After severing the axon, he watched the growing tip of the axon, called the growth cone, continue to grow toward and touch the muscle cell. But when he stained it, he noticed that the vesicles in the axon tip were dispersed, not clustered together near the synapse as they normally are.

He then repeated the experiment, but used a micropipette to pull on the severed end of the axon before staining it. This time the vesicles appeared at high density near the synapse.

This indicated that tension in the severed axon was somehow directing the vesicles to collect near the synapse, Saif said.

"The axon is physically cut off, chemically cut off, electrically cut off from the rest of the cell," he said. "So it appears that tension is all that was needed to keep the vesicles in place. But the question is, what keeps the vesicles there?"

Saif hypothesized that the axons in the embryo must be under tension. Otherwise - like a guitar string that is too loose to tune - it would not readily respond to changes in tension.

Using nanoscale probes developed in Saif's laboratory to gently deform an intact axon, the researchers found that the resting tension in a typical axon is about 1 nanonewton. (One newton has been described as the force required to hold a standard-sized apple against the pull of gravity; a nanonewton is 1-billionth of that force.) Saif's hypothesis was thus proved true.

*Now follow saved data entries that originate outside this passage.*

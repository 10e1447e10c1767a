use super::memory::AddressableIO;
use std::fmt;
/*
 * 6502 registers
 * accumulator, X & Y registers are 8 bits general purpose registers.
 * status flags register :
 * bit 8: Negative flag
 * bit 7: oVerflow flag
 * bit 6: not used
 * bit 5: Break flag
 * bit 4: Decimal mode
 * bit 3: Interrupt disable
 * bit 2: Zero flag
 * bit 1: Carry flag
 *
 * command pointer: 16 bit address register
 * stack pointer: 8 bits at page 0x0100, set at 0xff at start.
 *
 * Every write through a setter is reduced to the width of the register.
 */
pub const STACK_BASE_ADDR: u16 = 0x0100;

pub const N_FLAG: u8 = 0b10000000;
pub const V_FLAG: u8 = 0b01000000;
pub const UNUSED_FLAG: u8 = 0b00100000;
pub const B_FLAG: u8 = 0b00010000;
pub const D_FLAG: u8 = 0b00001000;
pub const I_FLAG: u8 = 0b00000100;
pub const Z_FLAG: u8 = 0b00000010;
pub const C_FLAG: u8 = 0b00000001;

#[derive(Clone, Copy, PartialEq, Eq)]
pub struct Registers {
    pub accumulator: u8,
    pub register_x: u8,
    pub register_y: u8,
    pub status_register: u8,
    pub command_pointer: u16,
    pub stack_pointer: u8,
}

impl Registers {
    pub fn new(init_address: u16) -> Registers {
        Registers {
            accumulator: 0x00,
            register_x: 0x00,
            register_y: 0x00,
            status_register: 0x00,
            command_pointer: init_address,
            stack_pointer: 0xff,
        }
    }

    pub fn set_accumulator(&mut self, value: usize) {
        self.accumulator = (value & 0xff) as u8;
    }

    pub fn set_register_x(&mut self, value: usize) {
        self.register_x = (value & 0xff) as u8;
    }

    pub fn set_register_y(&mut self, value: usize) {
        self.register_y = (value & 0xff) as u8;
    }

    pub fn set_stack_pointer(&mut self, value: usize) {
        self.stack_pointer = (value & 0xff) as u8;
    }

    pub fn set_command_pointer(&mut self, value: usize) {
        self.command_pointer = (value & 0xffff) as u16;
    }

    /// Read the byte under the command pointer and move past it.
    pub fn fetch(&mut self, memory: &impl AddressableIO) -> u8 {
        let byte = memory.read_byte(self.command_pointer);
        self.set_command_pointer(self.command_pointer as usize + 1);

        byte
    }

    pub fn stack_push(&mut self, memory: &mut impl AddressableIO, byte: u8) {
        memory.write_byte(STACK_BASE_ADDR + self.stack_pointer as u16, byte);
        self.set_stack_pointer((self.stack_pointer as usize).wrapping_sub(1));
    }

    pub fn stack_pull(&mut self, memory: &impl AddressableIO) -> u8 {
        self.set_stack_pointer(self.stack_pointer as usize + 1);
        memory.read_byte(STACK_BASE_ADDR + self.stack_pointer as u16)
    }

    pub fn get_status_register(&self) -> u8 {
        self.status_register
    }

    pub fn n_flag_is_set(&self) -> bool {
        self.status_register & N_FLAG == N_FLAG
    }

    pub fn v_flag_is_set(&self) -> bool {
        self.status_register & V_FLAG == V_FLAG
    }

    pub fn b_flag_is_set(&self) -> bool {
        self.status_register & B_FLAG == B_FLAG
    }

    pub fn d_flag_is_set(&self) -> bool {
        self.status_register & D_FLAG == D_FLAG
    }

    pub fn i_flag_is_set(&self) -> bool {
        self.status_register & I_FLAG == I_FLAG
    }

    pub fn z_flag_is_set(&self) -> bool {
        self.status_register & Z_FLAG == Z_FLAG
    }

    pub fn c_flag_is_set(&self) -> bool {
        self.status_register & C_FLAG == C_FLAG
    }

    fn set_flag(&mut self, mask: u8, flag: bool) {
        if flag {
            self.status_register |= mask;
        } else {
            self.status_register &= !mask;
        }
    }

    /// Takes the byte an operation just produced, the flag mirrors its bit 7.
    pub fn set_n_flag(&mut self, value: u8) {
        self.set_flag(N_FLAG, value & 0x80 != 0);
    }

    pub fn set_v_flag(&mut self, flag: bool) {
        self.set_flag(V_FLAG, flag);
    }

    pub fn set_b_flag(&mut self, flag: bool) {
        self.set_flag(B_FLAG, flag);
    }

    pub fn set_d_flag(&mut self, flag: bool) {
        self.set_flag(D_FLAG, flag);
    }

    pub fn set_i_flag(&mut self, flag: bool) {
        self.set_flag(I_FLAG, flag);
    }

    /// Takes the byte an operation just produced, the flag is set when it is 0.
    pub fn set_z_flag(&mut self, value: u8) {
        self.set_flag(Z_FLAG, value == 0);
    }

    pub fn set_c_flag(&mut self, flag: bool) {
        self.set_flag(C_FLAG, flag);
    }

    pub fn format_status(&self) -> String {
        format!(
            "{}{}-{}{}{}{}{}",
            if self.n_flag_is_set() { "N" } else { "n" },
            if self.v_flag_is_set() { "V" } else { "v" },
            if self.b_flag_is_set() { "B" } else { "b" },
            if self.d_flag_is_set() { "D" } else { "d" },
            if self.i_flag_is_set() { "I" } else { "i" },
            if self.z_flag_is_set() { "Z" } else { "z" },
            if self.c_flag_is_set() { "C" } else { "c" },
        )
    }
}

impl fmt::Debug for Registers {
    fn fmt(&self, f: &mut fmt::Formatter<'_>) -> fmt::Result {
        write!(
            f,
            "Registers [A:0x{:02x}, X:0x{:02x}, Y:0x{:02x} | SP:0x{:02x} CP:0x{:04x} | {}]",
            self.accumulator,
            self.register_x,
            self.register_y,
            self.stack_pointer,
            self.command_pointer,
            self.format_status()
        )
    }
}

The researchers next turned their attention to the structure of the axon terminal, the region that lies closest to the synapse. This region contains many proteins, including actin, which is found in virtually all cell types and is known for maintaining cell shape and generating tension. Under the right conditions, individual actin molecules link together into ropelike filaments. Another protein, myosin, acts as a motor that connects the fibers and causes them to slide in relation to one another. This sliding can increase or decrease tension in the cell.

Other researchers have suggested that actin in axon terminals acts as a kind of scaffold that holds the vesicles near the synapse, Saif said. If that is true, he said, then tension also plays a significant role in the process. It appears that actin cannot properly scaffold the vesicles without sufficient tension in the axon terminal. Further research is needed to identify the exact mechanism that allows this to work, he said.

"This study shows that tension in neurons might be one of the parameters so far overlooked in the quest for understanding learning and memory," Saif said. "We know from studies done elsewhere that tension in neurons creates folds in the brain, and it may be that a lack of tension in the neuron or a lack of the neuron's ability to generate tension is linked with memory loss or other neurological disorders."